> **Required work**
Here are some records. Print all of them exactly.
____ Dataset extract
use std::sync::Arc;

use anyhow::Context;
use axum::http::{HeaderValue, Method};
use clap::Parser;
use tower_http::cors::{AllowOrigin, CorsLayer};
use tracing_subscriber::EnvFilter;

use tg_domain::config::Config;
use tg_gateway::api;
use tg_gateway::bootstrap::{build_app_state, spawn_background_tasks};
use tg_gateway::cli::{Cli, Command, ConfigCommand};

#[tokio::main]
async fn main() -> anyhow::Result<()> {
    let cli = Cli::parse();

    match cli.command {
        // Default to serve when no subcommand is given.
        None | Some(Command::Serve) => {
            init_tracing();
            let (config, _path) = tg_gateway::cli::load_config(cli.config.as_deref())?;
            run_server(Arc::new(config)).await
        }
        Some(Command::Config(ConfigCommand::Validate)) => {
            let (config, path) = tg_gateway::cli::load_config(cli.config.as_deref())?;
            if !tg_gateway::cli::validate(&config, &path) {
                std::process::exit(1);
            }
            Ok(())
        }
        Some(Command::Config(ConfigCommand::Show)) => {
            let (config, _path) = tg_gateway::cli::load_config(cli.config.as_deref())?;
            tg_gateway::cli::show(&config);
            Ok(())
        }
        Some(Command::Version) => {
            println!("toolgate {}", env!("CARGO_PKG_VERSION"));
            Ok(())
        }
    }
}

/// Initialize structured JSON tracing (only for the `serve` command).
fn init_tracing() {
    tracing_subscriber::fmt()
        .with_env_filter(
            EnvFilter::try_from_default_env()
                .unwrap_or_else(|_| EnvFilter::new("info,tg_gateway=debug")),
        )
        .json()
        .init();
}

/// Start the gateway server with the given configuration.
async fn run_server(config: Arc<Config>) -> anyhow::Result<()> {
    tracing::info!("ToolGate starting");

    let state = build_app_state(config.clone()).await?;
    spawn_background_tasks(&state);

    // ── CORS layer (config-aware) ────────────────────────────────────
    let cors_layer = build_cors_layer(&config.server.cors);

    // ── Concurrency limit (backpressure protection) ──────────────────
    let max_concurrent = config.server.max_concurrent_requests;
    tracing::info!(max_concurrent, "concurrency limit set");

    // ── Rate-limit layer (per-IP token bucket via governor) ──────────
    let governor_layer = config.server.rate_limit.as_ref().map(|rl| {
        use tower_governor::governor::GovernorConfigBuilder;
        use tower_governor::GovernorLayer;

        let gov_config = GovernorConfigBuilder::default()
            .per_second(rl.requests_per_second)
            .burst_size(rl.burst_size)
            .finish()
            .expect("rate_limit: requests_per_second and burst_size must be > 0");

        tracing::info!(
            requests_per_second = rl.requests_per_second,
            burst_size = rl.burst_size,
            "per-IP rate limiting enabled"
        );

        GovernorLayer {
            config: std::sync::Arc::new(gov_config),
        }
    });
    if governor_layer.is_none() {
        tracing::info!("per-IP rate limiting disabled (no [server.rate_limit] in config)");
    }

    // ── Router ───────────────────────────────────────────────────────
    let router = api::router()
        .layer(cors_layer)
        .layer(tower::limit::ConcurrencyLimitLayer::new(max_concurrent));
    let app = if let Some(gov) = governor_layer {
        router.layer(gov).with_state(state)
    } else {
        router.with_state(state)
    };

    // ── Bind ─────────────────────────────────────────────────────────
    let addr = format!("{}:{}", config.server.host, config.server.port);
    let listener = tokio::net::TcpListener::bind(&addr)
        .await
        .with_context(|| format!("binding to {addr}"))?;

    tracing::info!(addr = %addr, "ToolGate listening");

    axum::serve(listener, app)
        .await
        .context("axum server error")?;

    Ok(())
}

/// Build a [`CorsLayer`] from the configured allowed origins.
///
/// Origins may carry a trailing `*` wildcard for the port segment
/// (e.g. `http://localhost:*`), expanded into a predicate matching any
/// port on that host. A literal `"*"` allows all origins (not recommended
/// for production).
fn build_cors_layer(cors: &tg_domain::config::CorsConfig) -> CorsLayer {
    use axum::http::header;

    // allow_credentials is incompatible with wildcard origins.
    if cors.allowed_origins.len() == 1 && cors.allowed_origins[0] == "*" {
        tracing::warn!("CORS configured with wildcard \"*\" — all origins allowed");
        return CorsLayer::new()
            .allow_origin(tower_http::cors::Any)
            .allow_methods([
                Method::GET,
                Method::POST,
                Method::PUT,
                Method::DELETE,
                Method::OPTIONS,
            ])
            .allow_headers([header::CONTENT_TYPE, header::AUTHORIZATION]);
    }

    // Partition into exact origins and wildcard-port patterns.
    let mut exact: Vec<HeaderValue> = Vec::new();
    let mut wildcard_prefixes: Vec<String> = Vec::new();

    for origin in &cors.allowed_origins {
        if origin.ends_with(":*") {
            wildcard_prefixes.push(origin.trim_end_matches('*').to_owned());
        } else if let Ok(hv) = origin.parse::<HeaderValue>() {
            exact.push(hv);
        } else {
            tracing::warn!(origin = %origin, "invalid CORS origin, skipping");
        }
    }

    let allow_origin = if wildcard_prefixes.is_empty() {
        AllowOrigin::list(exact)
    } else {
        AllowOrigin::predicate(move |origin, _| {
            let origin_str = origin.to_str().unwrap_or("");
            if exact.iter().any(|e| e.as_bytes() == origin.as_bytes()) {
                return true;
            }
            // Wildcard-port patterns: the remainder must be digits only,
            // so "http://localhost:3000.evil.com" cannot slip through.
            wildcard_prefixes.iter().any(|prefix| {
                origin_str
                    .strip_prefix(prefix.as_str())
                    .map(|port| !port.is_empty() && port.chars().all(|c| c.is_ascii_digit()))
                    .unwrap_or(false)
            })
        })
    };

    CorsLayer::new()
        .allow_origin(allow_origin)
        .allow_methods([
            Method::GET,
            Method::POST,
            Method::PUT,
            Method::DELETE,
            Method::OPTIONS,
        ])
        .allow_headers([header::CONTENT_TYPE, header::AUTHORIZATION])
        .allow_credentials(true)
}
________
> **Solution to the exercise**
use std::sync::Arc;

use anyhow::Context;
use axum::http::{HeaderValue, Method};
use clap::Parser;
use tower_http::cors::{AllowOrigin, CorsLayer};
use tracing_subscriber::EnvFilter;

use tg_domain::config::Config;
use tg_gateway::api;
use tg_gateway::bootstrap::{build_app_state, spawn_background_tasks};
use tg_gateway::cli::{Cli, Command, ConfigCommand};

#[tokio::main]
async fn main() -> anyhow::Result<()> {
    let cli = Cli::parse();

    match cli.command {
        // Default to serve when no subcommand is given.
        None | Some(Command::Serve) => {
            init_tracing();
            let (config, _path) = tg_gateway::cli::load_config(cli.config.as_deref())?;
            run_server(Arc::new(config)).await
        }
        Some(Command::Config(ConfigCommand::Validate)) => {
            let (config, path) = tg_gateway::cli::load_config(cli.config.as_deref())?;
            if !tg_gateway::cli::validate(&config, &path) {
                std::process::exit(1);
            }
            Ok(())
        }
        Some(Command::Config(ConfigCommand::Show)) => {
            let (config, _path) = tg_gateway::cli::load_config(cli.config.as_deref())?;
            tg_gateway::cli::show(&config);
            Ok(())
        }
        Some(Command::Version) => {
            println!("toolgate {}", env!("CARGO_PKG_VERSION"));
            Ok(())
        }
    }
}

/// Initialize structured JSON tracing (only for the `serve` command).
fn init_tracing() {
    tracing_subscriber::fmt()
        .with_env_filter(
            EnvFilter::try_from_default_env()
                .unwrap_or_else(|_| EnvFilter::new("info,tg_gateway=debug")),
        )
        .json()
        .init();
}

/// Start the gateway server with the given configuration.
async fn run_server(config: Arc<Config>) -> anyhow::Result<()> {
    tracing::info!("ToolGate starting");

    let state = build_app_state(config.clone()).await?;
    spawn_background_tasks(&state);

    // ── CORS layer (config-aware) ────────────────────────────────────
    let cors_layer = build_cors_layer(&config.server.cors);

    // ── Concurrency limit (backpressure protection) ──────────────────
    let max_concurrent = config.server.max_concurrent_requests;
    tracing::info!(max_concurrent, "concurrency limit set");

    // ── Rate-limit layer (per-IP token bucket via governor) ──────────
    let governor_layer = config.server.rate_limit.as_ref().map(|rl| {
        use tower_governor::governor::GovernorConfigBuilder;
        use tower_governor::GovernorLayer;

        let gov_config = GovernorConfigBuilder::default()
            .per_second(rl.requests_per_second)
            .burst_size(rl.burst_size)
            .finish()
            .expect("rate_limit: requests_per_second and burst_size must be > 0");

        tracing::info!(
            requests_per_second = rl.requests_per_second,
            burst_size = rl.burst_size,
            "per-IP rate limiting enabled"
        );

        GovernorLayer {
            config: std::sync::Arc::new(gov_config),
        }
    });
    if governor_layer.is_none() {
        tracing::info!("per-IP rate limiting disabled (no [server.rate_limit] in config)");
    }

    // ── Router ───────────────────────────────────────────────────────
    let router = api::router()
        .layer(cors_layer)
        .layer(tower::limit::ConcurrencyLimitLayer::new(max_concurrent));
    let app = if let Some(gov) = governor_layer {
        router.layer(gov).with_state(state)
    } else {
        router.with_state(state)
    };

    // ── Bind ─────────────────────────────────────────────────────────
    let addr = format!("{}:{}", config.server.host, config.server.port);
    let listener = tokio::net::TcpListener::bind(&addr)
        .await
        .with_context(|| format!("binding to {addr}"))?;

    tracing::info!(addr = %addr, "ToolGate listening");

    axum::serve(listener, app)
        .await
        .context("axum server error")?;

    Ok(())
}

/// Build a [`CorsLayer`] from the configured allowed origins.
///
/// Origins may carry a trailing `*` wildcard for the port segment
/// (e.g. `http://localhost:*`), expanded into a predicate matching any
/// port on that host. A literal `"*"` allows all origins (not recommended
/// for production).
fn build_cors_layer(cors: &tg_domain::config::CorsConfig) -> CorsLayer {
    use axum::http::header;

    // allow_credentials is incompatible with wildcard origins.
    if cors.allowed_origins.len() == 1 && cors.allowed_origins[0] == "*" {
        tracing::warn!("CORS configured with wildcard \"*\" — all origins allowed");
        return CorsLayer::new()
            .allow_origin(tower_http::cors::Any)
            .allow_methods([
                Method::GET,
                Method::POST,
                Method::PUT,
                Method::DELETE,
                Method::OPTIONS,
            ])
            .allow_headers([header::CONTENT_TYPE, header::AUTHORIZATION]);
    }

    // Partition into exact origins and wildcard-port patterns.
    let mut exact: Vec<HeaderValue> = Vec::new();
    let mut wildcard_prefixes: Vec<String> = Vec::new();

    for origin in &cors.allowed_origins {
        if origin.ends_with(":*") {
            wildcard_prefixes.push(origin.trim_end_matches('*').to_owned());
        } else if let Ok(hv) = origin.parse::<HeaderValue>() {
            exact.push(hv);
        } else {
            tracing::warn!(origin = %origin, "invalid CORS origin, skipping");
        }
    }

    let allow_origin = if wildcard_prefixes.is_empty() {
        AllowOrigin::list(exact)
    } else {
        AllowOrigin::predicate(move |origin, _| {
            let origin_str = origin.to_str().unwrap_or("");
            if exact.iter().any(|e| e.as_bytes() == origin.as_bytes()) {
                return true;
            }
            // Wildcard-port patterns: the remainder must be digits only,
            // so "http://localhost:3000.evil.com" cannot slip through.
            wildcard_prefixes.iter().any(|prefix| {
                origin_str
                    .strip_prefix(prefix.as_str())
                    .map(|port| !port.is_empty() && port.chars().all(|c| c.is_ascii_digit()))
                    .unwrap_or(false)
            })
        })
    };

    CorsLayer::new()
        .allow_origin(allow_origin)
        .allow_methods([
            Method::GET,
            Method::POST,
            Method::PUT,
            Method::DELETE,
            Method::OPTIONS,
        ])
        .allow_headers([header::CONTENT_TYPE, header::AUTHORIZATION])
        .allow_credentials(true)
}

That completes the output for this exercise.